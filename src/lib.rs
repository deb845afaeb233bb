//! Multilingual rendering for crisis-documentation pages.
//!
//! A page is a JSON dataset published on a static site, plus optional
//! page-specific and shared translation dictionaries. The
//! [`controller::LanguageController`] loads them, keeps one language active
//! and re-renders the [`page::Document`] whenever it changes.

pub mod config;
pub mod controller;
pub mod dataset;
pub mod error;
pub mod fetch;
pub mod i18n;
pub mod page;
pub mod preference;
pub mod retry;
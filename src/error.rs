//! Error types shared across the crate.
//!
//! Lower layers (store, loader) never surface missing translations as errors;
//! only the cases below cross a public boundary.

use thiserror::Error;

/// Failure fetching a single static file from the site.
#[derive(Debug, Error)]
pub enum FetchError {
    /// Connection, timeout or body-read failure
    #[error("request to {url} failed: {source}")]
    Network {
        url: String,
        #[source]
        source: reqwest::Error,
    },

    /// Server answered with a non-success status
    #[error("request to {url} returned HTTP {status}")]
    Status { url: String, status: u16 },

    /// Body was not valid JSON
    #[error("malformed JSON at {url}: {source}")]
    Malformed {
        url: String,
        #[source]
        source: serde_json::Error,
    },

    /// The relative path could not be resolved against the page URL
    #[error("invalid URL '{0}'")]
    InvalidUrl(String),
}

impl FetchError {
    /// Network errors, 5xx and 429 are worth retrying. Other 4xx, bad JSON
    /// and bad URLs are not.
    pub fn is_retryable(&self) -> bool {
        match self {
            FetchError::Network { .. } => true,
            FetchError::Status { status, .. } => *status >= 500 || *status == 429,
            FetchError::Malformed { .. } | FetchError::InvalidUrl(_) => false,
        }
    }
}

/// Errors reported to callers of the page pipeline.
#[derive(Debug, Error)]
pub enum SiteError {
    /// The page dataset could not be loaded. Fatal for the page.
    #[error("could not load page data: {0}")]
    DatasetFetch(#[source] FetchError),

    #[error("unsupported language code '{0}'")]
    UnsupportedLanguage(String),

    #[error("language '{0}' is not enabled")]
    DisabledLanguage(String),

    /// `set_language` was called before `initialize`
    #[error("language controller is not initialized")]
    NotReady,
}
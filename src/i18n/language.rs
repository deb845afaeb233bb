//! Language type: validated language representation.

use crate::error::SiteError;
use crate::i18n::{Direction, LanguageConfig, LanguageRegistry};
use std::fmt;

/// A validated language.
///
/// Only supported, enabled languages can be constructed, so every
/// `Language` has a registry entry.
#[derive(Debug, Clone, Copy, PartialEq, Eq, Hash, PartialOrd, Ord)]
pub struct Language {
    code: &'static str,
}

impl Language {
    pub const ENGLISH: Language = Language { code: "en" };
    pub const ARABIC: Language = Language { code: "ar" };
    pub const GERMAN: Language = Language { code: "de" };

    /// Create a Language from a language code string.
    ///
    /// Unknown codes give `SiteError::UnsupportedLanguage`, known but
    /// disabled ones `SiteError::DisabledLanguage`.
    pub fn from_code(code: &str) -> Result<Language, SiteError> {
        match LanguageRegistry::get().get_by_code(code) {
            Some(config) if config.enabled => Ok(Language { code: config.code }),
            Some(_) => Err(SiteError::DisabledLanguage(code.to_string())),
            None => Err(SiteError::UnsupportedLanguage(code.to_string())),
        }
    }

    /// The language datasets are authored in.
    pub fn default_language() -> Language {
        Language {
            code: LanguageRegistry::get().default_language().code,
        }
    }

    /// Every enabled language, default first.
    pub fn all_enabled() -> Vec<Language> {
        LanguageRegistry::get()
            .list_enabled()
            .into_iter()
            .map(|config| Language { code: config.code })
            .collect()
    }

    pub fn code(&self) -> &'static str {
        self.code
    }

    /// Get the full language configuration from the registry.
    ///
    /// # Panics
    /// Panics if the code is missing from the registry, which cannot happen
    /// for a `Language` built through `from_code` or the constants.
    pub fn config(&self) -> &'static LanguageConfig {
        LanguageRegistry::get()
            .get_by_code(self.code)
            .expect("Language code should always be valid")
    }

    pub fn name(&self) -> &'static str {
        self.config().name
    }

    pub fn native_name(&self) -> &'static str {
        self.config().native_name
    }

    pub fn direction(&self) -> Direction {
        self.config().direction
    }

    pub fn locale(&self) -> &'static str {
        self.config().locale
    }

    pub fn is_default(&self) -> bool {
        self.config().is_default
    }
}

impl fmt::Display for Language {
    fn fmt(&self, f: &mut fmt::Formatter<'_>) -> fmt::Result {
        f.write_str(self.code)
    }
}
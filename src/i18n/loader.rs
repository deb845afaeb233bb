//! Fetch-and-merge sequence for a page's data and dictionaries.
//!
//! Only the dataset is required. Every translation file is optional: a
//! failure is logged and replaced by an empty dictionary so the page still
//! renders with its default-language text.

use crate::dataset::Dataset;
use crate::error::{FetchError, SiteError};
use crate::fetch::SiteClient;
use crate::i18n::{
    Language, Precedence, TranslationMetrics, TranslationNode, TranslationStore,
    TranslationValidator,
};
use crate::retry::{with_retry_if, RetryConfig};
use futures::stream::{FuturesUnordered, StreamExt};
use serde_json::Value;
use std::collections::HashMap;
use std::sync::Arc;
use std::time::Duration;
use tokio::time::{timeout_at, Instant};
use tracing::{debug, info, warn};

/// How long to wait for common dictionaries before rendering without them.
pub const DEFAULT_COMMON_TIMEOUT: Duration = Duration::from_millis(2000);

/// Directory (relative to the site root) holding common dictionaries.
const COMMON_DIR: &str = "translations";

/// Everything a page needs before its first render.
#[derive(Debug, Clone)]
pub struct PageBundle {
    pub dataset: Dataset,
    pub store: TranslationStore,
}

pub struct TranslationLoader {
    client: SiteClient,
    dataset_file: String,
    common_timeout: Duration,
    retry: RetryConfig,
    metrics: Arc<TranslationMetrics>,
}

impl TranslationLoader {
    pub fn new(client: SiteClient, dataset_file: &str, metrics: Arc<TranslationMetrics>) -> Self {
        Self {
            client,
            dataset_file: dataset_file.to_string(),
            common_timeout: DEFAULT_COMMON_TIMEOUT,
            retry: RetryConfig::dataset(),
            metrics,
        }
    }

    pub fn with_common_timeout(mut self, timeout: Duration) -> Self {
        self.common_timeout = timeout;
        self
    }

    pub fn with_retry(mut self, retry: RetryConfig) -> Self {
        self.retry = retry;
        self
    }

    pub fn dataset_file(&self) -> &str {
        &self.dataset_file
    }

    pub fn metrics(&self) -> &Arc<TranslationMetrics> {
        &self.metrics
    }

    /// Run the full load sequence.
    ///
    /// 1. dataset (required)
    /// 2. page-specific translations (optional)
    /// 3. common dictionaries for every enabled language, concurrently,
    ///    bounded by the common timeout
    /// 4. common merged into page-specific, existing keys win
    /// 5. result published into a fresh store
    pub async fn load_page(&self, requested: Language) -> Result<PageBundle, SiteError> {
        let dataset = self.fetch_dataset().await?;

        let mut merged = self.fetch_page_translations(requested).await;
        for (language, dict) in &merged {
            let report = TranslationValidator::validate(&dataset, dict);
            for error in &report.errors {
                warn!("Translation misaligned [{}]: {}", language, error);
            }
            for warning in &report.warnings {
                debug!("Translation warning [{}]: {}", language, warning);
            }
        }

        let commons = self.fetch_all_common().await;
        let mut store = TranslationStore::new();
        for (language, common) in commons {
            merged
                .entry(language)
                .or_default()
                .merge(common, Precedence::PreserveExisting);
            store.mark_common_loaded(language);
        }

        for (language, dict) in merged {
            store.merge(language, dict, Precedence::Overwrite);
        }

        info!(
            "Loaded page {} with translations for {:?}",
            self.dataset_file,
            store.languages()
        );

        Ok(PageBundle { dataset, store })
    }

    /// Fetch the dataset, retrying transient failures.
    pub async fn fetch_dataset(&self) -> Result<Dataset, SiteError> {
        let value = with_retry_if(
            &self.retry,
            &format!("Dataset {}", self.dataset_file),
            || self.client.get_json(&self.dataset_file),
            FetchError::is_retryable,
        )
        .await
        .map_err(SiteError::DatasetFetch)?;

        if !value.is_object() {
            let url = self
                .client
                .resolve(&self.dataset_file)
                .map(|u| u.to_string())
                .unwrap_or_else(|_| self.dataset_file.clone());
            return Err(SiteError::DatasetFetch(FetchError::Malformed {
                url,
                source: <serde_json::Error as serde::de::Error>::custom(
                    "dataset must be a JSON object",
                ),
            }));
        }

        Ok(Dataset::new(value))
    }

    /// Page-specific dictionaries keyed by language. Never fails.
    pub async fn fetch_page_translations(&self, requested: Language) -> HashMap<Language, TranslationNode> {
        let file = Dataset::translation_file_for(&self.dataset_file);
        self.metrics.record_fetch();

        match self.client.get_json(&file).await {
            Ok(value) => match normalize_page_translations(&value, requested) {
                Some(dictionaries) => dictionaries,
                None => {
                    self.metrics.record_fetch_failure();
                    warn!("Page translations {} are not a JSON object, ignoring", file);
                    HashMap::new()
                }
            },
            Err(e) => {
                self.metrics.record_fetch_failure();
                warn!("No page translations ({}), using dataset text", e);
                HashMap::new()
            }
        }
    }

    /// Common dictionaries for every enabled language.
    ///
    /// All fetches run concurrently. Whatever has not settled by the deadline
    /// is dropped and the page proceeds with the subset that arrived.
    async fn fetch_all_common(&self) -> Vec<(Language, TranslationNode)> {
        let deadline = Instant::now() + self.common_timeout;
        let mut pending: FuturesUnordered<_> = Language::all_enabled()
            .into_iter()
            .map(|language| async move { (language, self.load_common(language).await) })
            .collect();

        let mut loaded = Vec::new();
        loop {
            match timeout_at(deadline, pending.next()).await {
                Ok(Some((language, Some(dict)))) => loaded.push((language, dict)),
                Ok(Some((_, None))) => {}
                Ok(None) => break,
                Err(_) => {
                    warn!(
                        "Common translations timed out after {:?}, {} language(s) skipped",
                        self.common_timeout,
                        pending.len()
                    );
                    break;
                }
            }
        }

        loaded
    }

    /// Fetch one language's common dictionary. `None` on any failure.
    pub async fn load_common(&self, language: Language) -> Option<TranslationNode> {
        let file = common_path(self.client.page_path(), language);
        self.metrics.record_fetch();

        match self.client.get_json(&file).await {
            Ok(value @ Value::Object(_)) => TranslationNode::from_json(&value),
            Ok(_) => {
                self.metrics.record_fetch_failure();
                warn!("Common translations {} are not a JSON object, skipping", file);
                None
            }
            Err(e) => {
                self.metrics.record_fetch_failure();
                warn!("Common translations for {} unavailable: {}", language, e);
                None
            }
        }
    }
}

==

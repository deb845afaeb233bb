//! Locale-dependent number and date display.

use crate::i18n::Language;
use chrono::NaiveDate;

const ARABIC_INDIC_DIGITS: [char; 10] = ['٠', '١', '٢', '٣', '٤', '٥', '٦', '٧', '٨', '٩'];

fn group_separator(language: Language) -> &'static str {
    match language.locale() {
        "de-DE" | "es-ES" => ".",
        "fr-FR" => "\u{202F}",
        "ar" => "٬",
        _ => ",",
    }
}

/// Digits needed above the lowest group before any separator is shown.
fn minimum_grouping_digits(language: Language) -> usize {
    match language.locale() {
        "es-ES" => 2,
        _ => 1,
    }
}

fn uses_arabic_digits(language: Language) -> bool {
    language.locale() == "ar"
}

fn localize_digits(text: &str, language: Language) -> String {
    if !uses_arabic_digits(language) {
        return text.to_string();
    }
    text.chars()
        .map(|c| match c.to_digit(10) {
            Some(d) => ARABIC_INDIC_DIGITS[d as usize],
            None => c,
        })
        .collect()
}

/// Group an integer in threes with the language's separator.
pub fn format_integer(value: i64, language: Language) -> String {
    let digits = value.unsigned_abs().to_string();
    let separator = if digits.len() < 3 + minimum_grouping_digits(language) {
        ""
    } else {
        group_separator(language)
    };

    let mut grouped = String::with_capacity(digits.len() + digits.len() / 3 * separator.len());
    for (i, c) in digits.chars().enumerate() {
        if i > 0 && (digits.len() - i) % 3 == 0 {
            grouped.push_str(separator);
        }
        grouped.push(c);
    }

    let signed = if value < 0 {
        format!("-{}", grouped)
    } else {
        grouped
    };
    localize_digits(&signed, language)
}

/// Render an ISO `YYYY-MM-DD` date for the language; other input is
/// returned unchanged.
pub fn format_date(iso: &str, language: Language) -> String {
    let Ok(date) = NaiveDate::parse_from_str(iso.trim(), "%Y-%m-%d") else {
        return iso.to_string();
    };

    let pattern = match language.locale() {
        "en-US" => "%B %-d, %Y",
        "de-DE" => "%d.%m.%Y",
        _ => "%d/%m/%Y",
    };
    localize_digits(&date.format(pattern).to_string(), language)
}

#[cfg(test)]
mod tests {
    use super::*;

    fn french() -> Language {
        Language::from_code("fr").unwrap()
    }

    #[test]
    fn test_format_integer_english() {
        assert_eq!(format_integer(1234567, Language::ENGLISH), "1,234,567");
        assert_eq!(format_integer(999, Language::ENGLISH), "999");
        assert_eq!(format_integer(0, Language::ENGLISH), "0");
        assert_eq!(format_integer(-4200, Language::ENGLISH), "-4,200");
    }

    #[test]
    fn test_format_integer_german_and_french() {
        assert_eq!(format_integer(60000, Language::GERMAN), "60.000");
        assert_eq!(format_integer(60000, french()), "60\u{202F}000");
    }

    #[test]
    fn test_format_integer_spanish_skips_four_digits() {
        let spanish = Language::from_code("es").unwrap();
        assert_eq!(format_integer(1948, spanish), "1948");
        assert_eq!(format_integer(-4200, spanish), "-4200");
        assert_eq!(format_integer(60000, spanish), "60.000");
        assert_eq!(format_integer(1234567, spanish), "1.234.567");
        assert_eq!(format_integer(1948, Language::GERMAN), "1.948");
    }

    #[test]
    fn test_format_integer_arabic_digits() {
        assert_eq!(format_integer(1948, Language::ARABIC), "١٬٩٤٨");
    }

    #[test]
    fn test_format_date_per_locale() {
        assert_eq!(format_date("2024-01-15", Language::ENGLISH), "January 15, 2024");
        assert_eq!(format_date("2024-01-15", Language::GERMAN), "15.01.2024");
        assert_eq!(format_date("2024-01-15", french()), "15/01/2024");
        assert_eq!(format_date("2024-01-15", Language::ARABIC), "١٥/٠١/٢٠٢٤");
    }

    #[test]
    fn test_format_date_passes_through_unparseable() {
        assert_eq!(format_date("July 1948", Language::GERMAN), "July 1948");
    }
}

# [WORK REQUIRED]
Show me each line of the listing above with "source" in it.

# [TASK RESPONSE]
    #[error("request to {url} failed: {source}")]
        #[source]
        source: reqwest::Error,
    #[error("malformed JSON at {url}: {source}")]
        #[source]
        source: serde_json::Error,
    DatasetFetch(#[source] FetchError),
                source: <serde_json::Error as serde::de::Error>::custom(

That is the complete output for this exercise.